Le « Jeu de la Guerre » / G.-E. Debord & A. Becker-Ho
III. DU CHOC TACTIQUE
Attaquer une unité ennemie, c'est concentrer sur la case qu'elle occupe le tir - ou, dans le cas de la cavalerie, la charge - d'un certain nombre d'unités de son camp venues à portée de cette case.
On additionne les coefficients offensifs de toutes les unités qui sont en situation d'attaquer la case. On additionne ensuite les coefficients défensifs de toutes les unités adverses qui se trouvent en position, et à portée, de tirer sur cette même case qui est attaquée (en y comprenant l'unité qui occupe la case attaquée). Si le chiffre de la force offensive totale est inférieur ou égal à celui de la force défensive totale, l'unité résiste. Si le chiffre de la force offensive totale l'emporte de 2 points ou plus, l'unité attaquée est détruite; sans que cela entraîne pour le camp destructeur l'obligation d'occuper la case ainsi vidée. Si le total de la force offensive est supérieur de 1 point à celui de la force défensive, l'unité attaquée doit abandonner la case qu'elle occupait, et ceci est obligatoirement le premier mouvement de la série des cinq déplacements des unités de son camp au coup immédiatement suivant. En outre l'unité ainsi ébranlée ne peut pas être employée dans une attaque pendant ce même coup suivant; c'est-à-dire que son coefficient offensif ne peut être compté pour cette fois avec celui des autres unités de son camp, et ceci même si elle se trouve encore à portée de l'unité adverse qui sera à son tour attaquée. Enfin, dans le cas où une unité dominée d'un point dans une attaque est incapable de quitter sa case au premier mouvement de son camp, parce que toutes les cases voisines sont occupées par d'autres unités, ennemies ou amies, elle est de ce fait détruite.

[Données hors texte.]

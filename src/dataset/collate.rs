// Copyright (c) 2025 Fabstir
// SPDX-License-Identifier: BUSL-1.1
//! Column-oriented batching of fused examples

use serde::{Deserialize, Serialize};

use super::join::{DualSourceDataset, DualSourceRecord, FusedExample};
use super::prompt::PromptComposer;
use super::records::{AuxiliaryRecord, BaseRecord, RecordId};
use super::source::RecordSource;
use crate::error::{Result, VqaError};

/// Parallel columns, one entry per example, in source order
#[derive(Debug, Clone, Default, PartialEq, Serialize, Deserialize)]
pub struct Batch {
    pub question_id: Vec<RecordId>,
    pub image_id: Vec<RecordId>,
    pub prompts: Vec<String>,
    pub answers: Vec<Vec<String>>,
    pub multiple_choice_answer: Vec<String>,
}

impl Batch {
    pub fn with_capacity(n: usize) -> Self {
        Self {
            question_id: Vec::with_capacity(n),
            image_id: Vec::with_capacity(n),
            prompts: Vec::with_capacity(n),
            answers: Vec::with_capacity(n),
            multiple_choice_answer: Vec::with_capacity(n),
        }
    }

    pub fn len(&self) -> usize {
        self.question_id.len()
    }

    pub fn is_empty(&self) -> bool {
        self.len() == 0
    }

    fn push(&mut self, example: FusedExample) {
        self.question_id.push(example.metadata.question_id);
        self.image_id.push(example.metadata.image_id);
        self.prompts.push(example.prompt);
        self.answers
            .push(example.answers.into_iter().map(|a| a.answer).collect());
        self.multiple_choice_answer.push(example.multiple_choice_answer);
    }
}

impl FromIterator<FusedExample> for Batch {
    fn from_iter<I: IntoIterator<Item = FusedExample>>(iter: I) -> Self {
        let iter = iter.into_iter();
        let mut batch = Batch::with_capacity(iter.size_hint().0);
        for example in iter {
            batch.push(example);
        }
        batch
    }
}

/// Fuses joined records and gathers them into a `Batch`
#[derive(Debug, Clone, Default)]
pub struct BatchCollator {
    composer: PromptComposer,
}

impl BatchCollator {
    pub fn new(composer: PromptComposer) -> Self {
        Self { composer }
    }

    pub fn composer(&self) -> &PromptComposer {
        &self.composer
    }

    /// Compose prompts and collate in input order
    ///
    /// Fails on the first record missing its question or metadata.
    pub fn collate<I>(&self, records: I) -> Result<Batch>
    where
        I: IntoIterator<Item = DualSourceRecord>,
    {
        records
            .into_iter()
            .map(|record| record.fuse(&self.composer))
            .collect::<Result<Vec<_>>>()
            .map(Batch::from_iter)
    }

    /// Collate examples whose prompts are already composed
    pub fn collate_fused(&self, examples: Vec<FusedExample>) -> Batch {
        examples.into_iter().collect()
    }
}

/// Walks a joined dataset front to back in fixed-size batches
///
/// No shuffling; the final batch holds the remainder.
pub struct DataLoader<'a, B, A> {
    dataset: &'a DualSourceDataset<B, A>,
    collator: BatchCollator,
    batch_size: usize,
    cursor: usize,
}

impl<'a, B, A> DataLoader<'a, B, A>
where
    B: RecordSource<BaseRecord>,
    A: RecordSource<AuxiliaryRecord>,
{
    pub fn new(dataset: &'a DualSourceDataset<B, A>, collator: BatchCollator, batch_size: usize) -> Result<Self> {
        if batch_size == 0 {
            return Err(VqaError::Config("batch_size must be at least 1".to_string()));
        }
        Ok(Self {
            dataset,
            collator,
            batch_size,
            cursor: 0,
        })
    }

    pub fn num_batches(&self) -> usize {
        self.dataset.len().div_ceil(self.batch_size)
    }
}

impl<B, A> Iterator for DataLoader<'_, B, A>
where
    B: RecordSource<BaseRecord>,
    A: RecordSource<AuxiliaryRecord>,
{
    type Item = Result<Batch>;

    fn next(&mut self) -> Option<Self::Item> {
        let len = self.dataset.len();
        if self.cursor >= len {
            return None;
        }
        let start = self.cursor;
        let end = (start + self.batch_size).min(len);
        self.cursor = end;

        let mut records = Vec::with_capacity(end - start);
        for index in start..end {
            match self.dataset.get(index) {
                Some(record) => records.push(record),
                None => {
                    return Some(Err(VqaError::malformed(
                        index,
                        "base source has no record at this index",
                    )))
                }
            }
        }
        Some(self.collator.collate(records))
    }
}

L'obligation de pourvoir au mieux à la défense tactique de chacune de ses unités est imposée par le fait qu'une infériorité un peu prolongée dans le choc tactique entraîne un affaiblissement numérique unilatéral. Cet affaiblissement quantitatif, en tout cas stratégiquement néfaste, peut en outre se transformer vite, au plan tactique, en infériorité qualitative irréversible sur le front d'un engagement, dès que le chiffre de la force offensive totale de l'armée qui a essuyé ces pertes est tombé trop bas pour lui permettre toute contre-attaque efficace.